Now this sort of thing is more needed than ever. Cuentapropismo may be an opportunity, but it is sure to be a menace. If the Workers State is to survive it, a political counterbalance will be needed against the rising war of what I would like to call: ‘the privately interest’.
It will surprise no-one if I say that, nowadays, the private interest is on the rampage. Look at the capitalist system at any level. Look at its wars! The private interest is at war with the common good, the world over, and no mistake! In every country, and hence - through ‘the capitalist crisis’ - in Cuba as well. Most dangerously in Cuba!
The remedy to this situation is political, not administrative. More political life in the working class. In all the Cuban Trade Unions, and particularly amongst all those workers attached to commerce, finance and the tourist industry. The workers must be those who decide whether loans are being taken, who is lending to Cuba, how much is the national debt, what to do with the national debt. They must discuss this separately from the Communist Party, and together with the Communist Party. The world working class, the British Labour movement, must be able to see the documents.

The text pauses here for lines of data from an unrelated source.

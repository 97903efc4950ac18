//! Per-collection fan-out of change events to live subscribers.
//!
//! The hub never blocks on a subscriber: sinks are expected to hand events
//! to their own transport (a channel, a socket writer task) and fail fast
//! when that transport is gone. A sink that fails is evicted on the spot.

use std::collections::{BTreeMap, HashMap};
use std::sync::atomic::{AtomicU64, Ordering};
use std::sync::Arc;

use chrono::{DateTime, Utc};
use parking_lot::Mutex;
use serde::{Deserialize, Serialize};
use thiserror::Error;

use sheetbridge_core::{CollectionName, VersionedChange};

#[derive(Debug, Clone, Copy, PartialEq, Eq, Hash, PartialOrd, Ord, Serialize, Deserialize)]
#[serde(transparent)]
pub struct SubscriberId(pub u64);

impl std::fmt::Display for SubscriberId {
    fn fmt(&self, f: &mut std::fmt::Formatter<'_>) -> std::fmt::Result {
        write!(f, "#{}", self.0)
    }
}

/// Events pushed to subscribers. Serialized as
/// `{"event": "connected" | "change" | "heartbeat", ...}`.
#[derive(Debug, Clone, PartialEq, Serialize, Deserialize)]
#[serde(tag = "event", rename_all = "snake_case")]
pub enum HubEvent {
    Connected {
        collection: CollectionName,
        subscriber: SubscriberId,
        at: DateTime<Utc>,
    },
    Change {
        collection: CollectionName,
        change: VersionedChange,
    },
    Heartbeat {
        at: DateTime<Utc>,
    },
}

#[derive(Debug, Error)]
#[error("subscriber transport closed: {0}")]
pub struct TransportError(pub String);

/// A subscriber's outbound transport.
pub trait EventSink: Send + Sync {
    fn send(&self, event: &HubEvent) -> Result<(), TransportError>;
}

#[derive(Debug, Clone, Default, PartialEq, Eq, Serialize, Deserialize)]
pub struct HubStats {
    /// Live subscribers per collection.
    pub collections: BTreeMap<String, usize>,
    pub total_subscribers: usize,
    pub total_connects: u64,
    pub messages_sent: u64,
    pub evictions: u64,
}

struct Registration {
    id: SubscriberId,
    sink: Arc<dyn EventSink>,
}

#[derive(Default)]
struct HubState {
    subscribers: HashMap<CollectionName, Vec<Registration>>,
    total_connects: u64,
    messages_sent: u64,
    evictions: u64,
}

#[derive(Default)]
pub struct BroadcastHub {
    next_id: AtomicU64,
    state: Mutex<HubState>,
}

impl BroadcastHub {
    pub fn new() -> Self {
        Self::default()
    }

    pub fn subscribe(
        &self,
        collection: &CollectionName,
        sink: Arc<dyn EventSink>,
    ) -> Result<SubscriberId, TransportError> {
        self.subscribe_at(collection, sink, Utc::now())
    }

    /// Register `sink` for `collection`. The sink receives a `Connected`
    /// event before anything else; if that first send fails the sink is
    /// not registered.
    ///
    /// The send and the registration happen under the state lock, so no
    /// broadcast can fall between them: every change published after this
    /// returns reaches the sink, and always after `Connected`.
    pub fn subscribe_at(
        &self,
        collection: &CollectionName,
        sink: Arc<dyn EventSink>,
        now: DateTime<Utc>,
    ) -> Result<SubscriberId, TransportError> {
        let id = SubscriberId(self.next_id.fetch_add(1, Ordering::Relaxed) + 1);
        let mut state = self.state.lock();
        if let Err(e) = sink.send(&HubEvent::Connected {
            collection: collection.clone(),
            subscriber: id,
            at: now,
        }) {
            tracing::warn!("subscriber {id} dropped before joining '{collection}': {e}");
            return Err(e);
        }

        state
            .subscribers
            .entry(collection.clone())
            .or_default()
            .push(Registration { id, sink });
        state.total_connects += 1;
        state.messages_sent += 1;
        drop(state);
        tracing::info!("subscriber {id} joined '{collection}'");
        Ok(id)
    }

    /// Remove a subscriber. Returns false when it was already gone.
    pub fn unsubscribe(&self, id: SubscriberId) -> bool {
        let mut state = self.state.lock();
        let mut found = false;
        for registrations in state.subscribers.values_mut() {
            let before = registrations.len();
            registrations.retain(|r| r.id != id);
            found |= registrations.len() != before;
        }
        state.subscribers.retain(|_, registrations| !registrations.is_empty());
        if found {
            tracing::info!("subscriber {id} left");
        }
        found
    }

    /// Send `event` to every subscriber of `collection`. Returns how many
    /// received it.
    pub fn broadcast(&self, collection: &CollectionName, event: &HubEvent) -> usize {
        let targets: Vec<(SubscriberId, Arc<dyn EventSink>)> = {
            let state = self.state.lock();
            match state.subscribers.get(collection) {
                Some(registrations) => registrations
                    .iter()
                    .map(|r| (r.id, Arc::clone(&r.sink)))
                    .collect(),
                None => return 0,
            }
        };
        self.deliver(targets, event)
    }

    pub fn publish_change(&self, collection: &CollectionName, change: &VersionedChange) -> usize {
        self.broadcast(
            collection,
            &HubEvent::Change {
                collection: collection.clone(),
                change: change.clone(),
            },
        )
    }

    /// Send a heartbeat to every subscriber of every collection.
    pub fn heartbeat_at(&self, now: DateTime<Utc>) -> usize {
        let targets: Vec<(SubscriberId, Arc<dyn EventSink>)> = {
            let state = self.state.lock();
            state
                .subscribers
                .values()
                .flatten()
                .map(|r| (r.id, Arc::clone(&r.sink)))
                .collect()
        };
        self.deliver(targets, &HubEvent::Heartbeat { at: now })
    }

    pub fn subscriber_count(&self, collection: &CollectionName) -> usize {
        self.state
            .lock()
            .subscribers
            .get(collection)
            .map_or(0, Vec::len)
    }

    pub fn stats(&self) -> HubStats {
        let state = self.state.lock();
        let collections: BTreeMap<String, usize> = state
            .subscribers
            .iter()
            .map(|(name, registrations)| (name.to_string(), registrations.len()))
            .collect();
        HubStats {
            total_subscribers: collections.values().sum(),
            collections,
            total_connects: state.total_connects,
            messages_sent: state.messages_sent,
            evictions: state.evictions,
        }
    }

    // Sends happen outside the state lock so a slow sink cannot stall
    // subscribe/unsubscribe.
    fn deliver(&self, targets: Vec<(SubscriberId, Arc<dyn EventSink>)>, event: &HubEvent) -> usize {
        let mut delivered = 0;
        let mut failed = Vec::new();
        for (id, sink) in targets {
            match sink.send(event) {
                Ok(()) => delivered += 1,
                Err(e) => {
                    tracing::warn!("evicting subscriber {id}: {e}");
                    failed.push(id);
                }
            }
        }

        let mut state = self.state.lock();
        state.messages_sent += delivered as u64;
        if !failed.is_empty() {
            for registrations in state.subscribers.values_mut() {
                registrations.retain(|r| !failed.contains(&r.id));
            }
            state.subscribers.retain(|_, registrations| !registrations.is_empty());
            state.evictions += failed.len() as u64;
        }
        delivered
    }
}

To care about Cuba is because to care for the construction of Socialism. If the Cuban workers can be seen by the British workers debating everything, on a regular basis, and with the involvement of all the population, the British workers will be inspired. They will learn in minutes what it takes months and years at the moment.
Productivity must not be allowed to become synonymous with the defence of the Cuban nation. Because, if there is not enough workers control, productivity will simply make life easier for a few, who will start demanding other political parties (pluralism they call it), less power for the Unions, and eventually no Unions at all.
Ring a bell all this?
The revenue of every aspect of productivity must be controlled by the workers. They must verify where it goes, at any moment, in any sphere, including exports, imports, trade, State loans, etc. They must decide whether and how land is be devolved to the cuentapropistas.
With collaboration with Venezuela, it should be possible to import the machinery needed to cultivate the as-yet undeveloped lands in Cuba. No leader in Cuba should propose to do this by hand! The world revolution, in the form of the Venezuelan Revolution, and others, offer to Cuba the political answer to a problem that must not be given administrative or arbitrary solutions.
If the Cuban people are allowed, they will return to the question raised by Guevara of the social incentive, as opposed to the material incentive. This question is now a burning issue, because the Soviet Union did not resolve it, and now the USSR has left the historic stage. China gives no lead in this matter at the moment either. Hence, it is left to human intelligence to unravel. Trotsky and Guevara dealt with this. In this matter, human intelligence needs Marxism.
This critique of cuentapropismo I am making is mindful of Cuba’s achievements. It shows its love for Cuba by offering it constructive ideas. We have reached a point in history where dear life, life itself, depends on the human ability to build between countries, and no longer on its own account.